#!/usr/bin/env python
# coding: utf-8
#
Case Study - Scotia
# # Overview & Cleaning
# In[101]:
import pandas as pd
import numpy as np
# In[102]:
# loading the df
df = pd.read_excel(r'C:\Users\tulio\OneDrive\JupyterLab\case_scotia\Study Case.xlsx', sheet_name='BankChurners')
# |Field |Description|
# |:-------------|----- |
# |CLIENTNUM |Customer number |
# |Attrition_Flag |Flag to indicate customer attrition |
# |Customer_Age |Customer Age |
# |Gender |Gender |
# |Dependent_count |Number of customer dependants |
# |Education_Level |Education level |
# |Marital_Status |Marital Status |
# |Income_Category |Customer Income Category |
# |Card_Category |Type of credit Card |
# |Months_on_book |Time (months) with the bank |
# |Total_Relationship_Count |Number of accounts/products the customers has with the bank |
# |Months_Inactive_12_mon |Months of inactivity in the last 12 months |
# |Contacts_Count_12_mon |Marketing Campaigns where the customer was reached out |
# |Credit_Limit |Limit of Credit on the Credit card |
# |Total_Revolving_Bal |The balance that carries over from one month to the next on the credit card |
# |Avg_Open_To_Buy |Avg Credit Amount Available on the Credit Card |
# |Total_Amt_Chng_Q4_Q1 |Quarter over Quarter change in the amounts of charges in the credit card |
# |Total_Trans_Amt |Total Amount of transactions |
# |Total_Trans_Ct |Number of transactions |
# |Total_Ct_Chng_Q4_Q1 |Quarter over Quarter transactions count variation |
# |Avg_Utilization_Ratio |It's how much the customers owe divided by their credit limit |
#
# In[103]:
pd.set_option('display.max_columns', None)
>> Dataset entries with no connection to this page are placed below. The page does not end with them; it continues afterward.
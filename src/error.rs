//! Crate-wide error types
//!
//! Per-command failures (malformed datagrams, unknown device IDs, transient
//! send errors) are local: they are logged and the offending command is
//! dropped without affecting other in-flight commands. Only listener bind
//! failures at startup are fatal.

use std::net::SocketAddr;

use crate::registry::RegistryError;

/// Convenience result type used throughout the crate
pub type Result<T> = std::result::Result<T, Error>;

/// Top-level error type
#[derive(Debug)]
pub enum Error {
    /// A datagram or push event could not be decoded into a command
    Command(CommandError),
    /// Device registry lookup or construction failed
    Registry(RegistryError),
    /// A UDP socket failed to bind at startup (fatal, no fallback port)
    Bind {
        addr: SocketAddr,
        source: std::io::Error,
    },
    /// OS-level send failure; the socket stays open and reusable
    Send(std::io::Error),
}

impl std::fmt::Display for Error {
    fn fmt(&self, f: &mut std::fmt::Formatter<'_>) -> std::fmt::Result {
        match self {
            Error::Command(e) => write!(f, "Command decode failed: {}", e),
            Error::Registry(e) => write!(f, "Registry error: {}", e),
            Error::Bind { addr, source } => {
                write!(f, "Failed to bind UDP socket on {}: {}", addr, source)
            }
            Error::Send(e) => write!(f, "UDP send failed: {}", e),
        }
    }
}

impl std::error::Error for Error {
    fn source(&self) -> Option<&(dyn std::error::Error + 'static)> {
        match self {
            Error::Command(e) => Some(e),
            Error::Registry(e) => Some(e),
            Error::Bind { source, .. } => Some(source),
            Error::Send(e) => Some(e),
        }
    }
}

impl From<CommandError> for Error {
    fn from(e: CommandError) -> Self {
        Error::Command(e)
    }
}

impl From<RegistryError> for Error {
    fn from(e: RegistryError) -> Self {
        Error::Registry(e)
    }
}

/// Error type for command decoding
#[derive(Debug, Clone, PartialEq, Eq)]
pub enum CommandError {
    /// Datagram was empty (or whitespace only)
    EmptyDatagram,
    /// No color field could be extracted
    MissingColor,
    /// Push event carried an empty device field
    MissingDevice,
}

impl std::fmt::Display for CommandError {
    fn fmt(&self, f: &mut std::fmt::Formatter<'_>) -> std::fmt::Result {
        match self {
            CommandError::EmptyDatagram => write!(f, "empty datagram"),
            CommandError::MissingColor => write!(f, "missing color field"),
            CommandError::MissingDevice => write!(f, "missing device field"),
        }
    }
}

impl std::error::Error for CommandError {}
//! Discovery handshake
//!
//! Asymmetric UDP broadcast discovery, a presence probe rather than a
//! managed protocol:
//!
//! ```text
//!  relay                                    controllers
//!    │ bind response listener (fatal on failure)
//!    │
//!    │── "hello" ──► 255.255.255.255:request_port  (once, ephemeral socket)
//!    │
//!    │◄── response ── controller A
//!    │◄── response ── controller B     (0..N, unordered, forever)
//! ```
//!
//! No correlation ID, no retry schedule, no convergence criterion: every
//! datagram arriving on the response port is trimmed and logged with the
//! sender's address. Discovery never touches the device registry.

use std::net::{Ipv4Addr, SocketAddr};

use tokio::net::UdpSocket;
use tokio::sync::mpsc;

use crate::error::{Error, Result};
use crate::server::config::RelayConfig;

/// One discovery response as received
#[derive(Debug, Clone, PartialEq, Eq)]
pub struct DiscoveryResponse {
    /// Sender of the response datagram
    pub remote_addr: SocketAddr,
    /// Response payload, trimmed; format is controller-defined
    pub payload: String,
}

/// UDP broadcast discovery service
pub struct DiscoveryService {
    listener: UdpSocket,
    probe_addr: SocketAddr,
    payload: String,
}

impl DiscoveryService {
    /// Bind the response listener
    ///
    /// Binding happens before the hello is sent so responses racing the
    /// probe are not lost. A bind failure is fatal; no fallback port.
    pub async fn bind(config: &RelayConfig) -> Result<Self> {
        let addr = SocketAddr::from((Ipv4Addr::UNSPECIFIED, config.discovery_response_port));
        let listener = UdpSocket::bind(addr)
            .await
            .map_err(|source| Error::Bind { addr, source })?;

        tracing::info!(addr = %addr, "discovery response listener bound");

        Ok(Self {
            listener,
            probe_addr: SocketAddr::from((config.discovery_addr, config.discovery_request_port)),
            payload: config.discovery_payload.clone(),
        })
    }

    /// Address the response listener actually bound to
    pub fn local_addr(&self) -> std::io::Result<SocketAddr> {
        self.listener.local_addr()
    }

    /// Run the discovery round: one hello broadcast, then listen forever
    pub async fn run(self) -> Result<()> {
        self.run_inner(None).await
    }

    /// Run the discovery round, forwarding each response on `events`
    ///
    /// Responses are still logged; the channel is for observers (tests,
    /// future reconciliation). A full or closed channel drops the event.
    pub async fn run_with_events(self, events: mpsc::Sender<DiscoveryResponse>) -> Result<()> {
        self.run_inner(Some(events)).await
    }

    async fn run_inner(self, events: Option<mpsc::Sender<DiscoveryResponse>>) -> Result<()> {
        self.send_hello().await;
        self.listen(events).await
    }

    /// Send the fixed hello literal, exactly once per service start
    ///
    /// Uses a second, ephemeral-port socket with broadcast enabled. A send
    /// failure is logged but does not stop the listener: responses from a
    /// previous probe may still arrive.
    async fn send_hello(&self) {
        let probe = async {
            let socket = UdpSocket::bind((Ipv4Addr::UNSPECIFIED, 0)).await?;
            socket.set_broadcast(true)?;
            socket.send_to(self.payload.as_bytes(), self.probe_addr).await
        };

        match probe.await {
            Ok(bytes) => {
                tracing::info!(dest = %self.probe_addr, bytes, "discovery hello sent");
            }
            Err(e) => {
                tracing::warn!(dest = %self.probe_addr, error = %e, "discovery hello failed");
            }
        }
    }

    /// Receive and log responses until the task is dropped
    async fn listen(&self, events: Option<mpsc::Sender<DiscoveryResponse>>) -> Result<()> {
        let mut buf = vec![0u8; 1024];

        loop {
            let (len, remote_addr) = match self.listener.recv_from(&mut buf).await {
                Ok(r) => r,
                Err(e) => {
                    tracing::warn!(error = %e, "discovery recv_from failed");
                    continue;
                }
            };

            let payload = String::from_utf8_lossy(&buf[..len]).trim().to_string();
            tracing::info!(remote = %remote_addr, payload = %payload, "discovery response");

            if let Some(ref tx) = events {
                let _ = tx.try_send(DiscoveryResponse {
                    remote_addr,
                    payload,
                });
            }
        }
    }
}
//! Outbound datagram transport
//!
//! The dispatcher sends through a [`Transport`] rather than a socket
//! directly, so dispatch policy can be exercised without the network.
//! Production use goes through [`UdpTransport`]: one long-lived socket,
//! bound once at startup and shared by every outbound send for the
//! lifetime of the process.

use std::future::Future;
use std::io;
use std::net::{Ipv4Addr, SocketAddr};

use tokio::net::UdpSocket;

use crate::error::{Error, Result};

/// Sink for outbound command datagrams
///
/// UDP sends are independent and stateless per packet, so implementations
/// only need `&self`; concurrent sends from different inbound events may
/// interleave freely.
pub trait Transport: Send + Sync {
    /// Send one datagram to `addr`
    fn send_to(
        &self,
        payload: &[u8],
        addr: SocketAddr,
    ) -> impl Future<Output = io::Result<usize>> + Send;
}

/// Long-lived outbound UDP socket
///
/// A send error is transient and does not close the socket; its lifecycle
/// is process-scoped.
pub struct UdpTransport {
    socket: UdpSocket,
}

impl UdpTransport {
    /// Bind the outbound socket
    ///
    /// The source port is fixed for the life of the socket once bound
    /// (port 0 asks the OS to pick it). Bind failure is fatal at startup.
    pub async fn bind(addr: SocketAddr) -> Result<Self> {
        let socket = UdpSocket::bind(addr)
            .await
            .map_err(|source| Error::Bind { addr, source })?;

        if let Ok(local) = socket.local_addr() {
            tracing::debug!(addr = %local, "outbound command socket bound");
        }

        Ok(Self { socket })
    }

    /// Bind on an unspecified address with an OS-assigned source port
    pub async fn bind_ephemeral() -> Result<Self> {
        Self::bind(SocketAddr::from((Ipv4Addr::UNSPECIFIED, 0))).await
    }
}

impl Transport for UdpTransport {
    async fn send_to(&self, payload: &[u8], addr: SocketAddr) -> io::Result<usize> {
        self.socket.send_to(payload, addr).await
    }
}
df.head() # viewing the header and first lines
# In[104]:
# to understand general dataframe information
df.info()
df.shape
# In[105]:
# understanding what (unique) values we have in columns that appear to be categorical
# K means reading elements in the order they occur in memory.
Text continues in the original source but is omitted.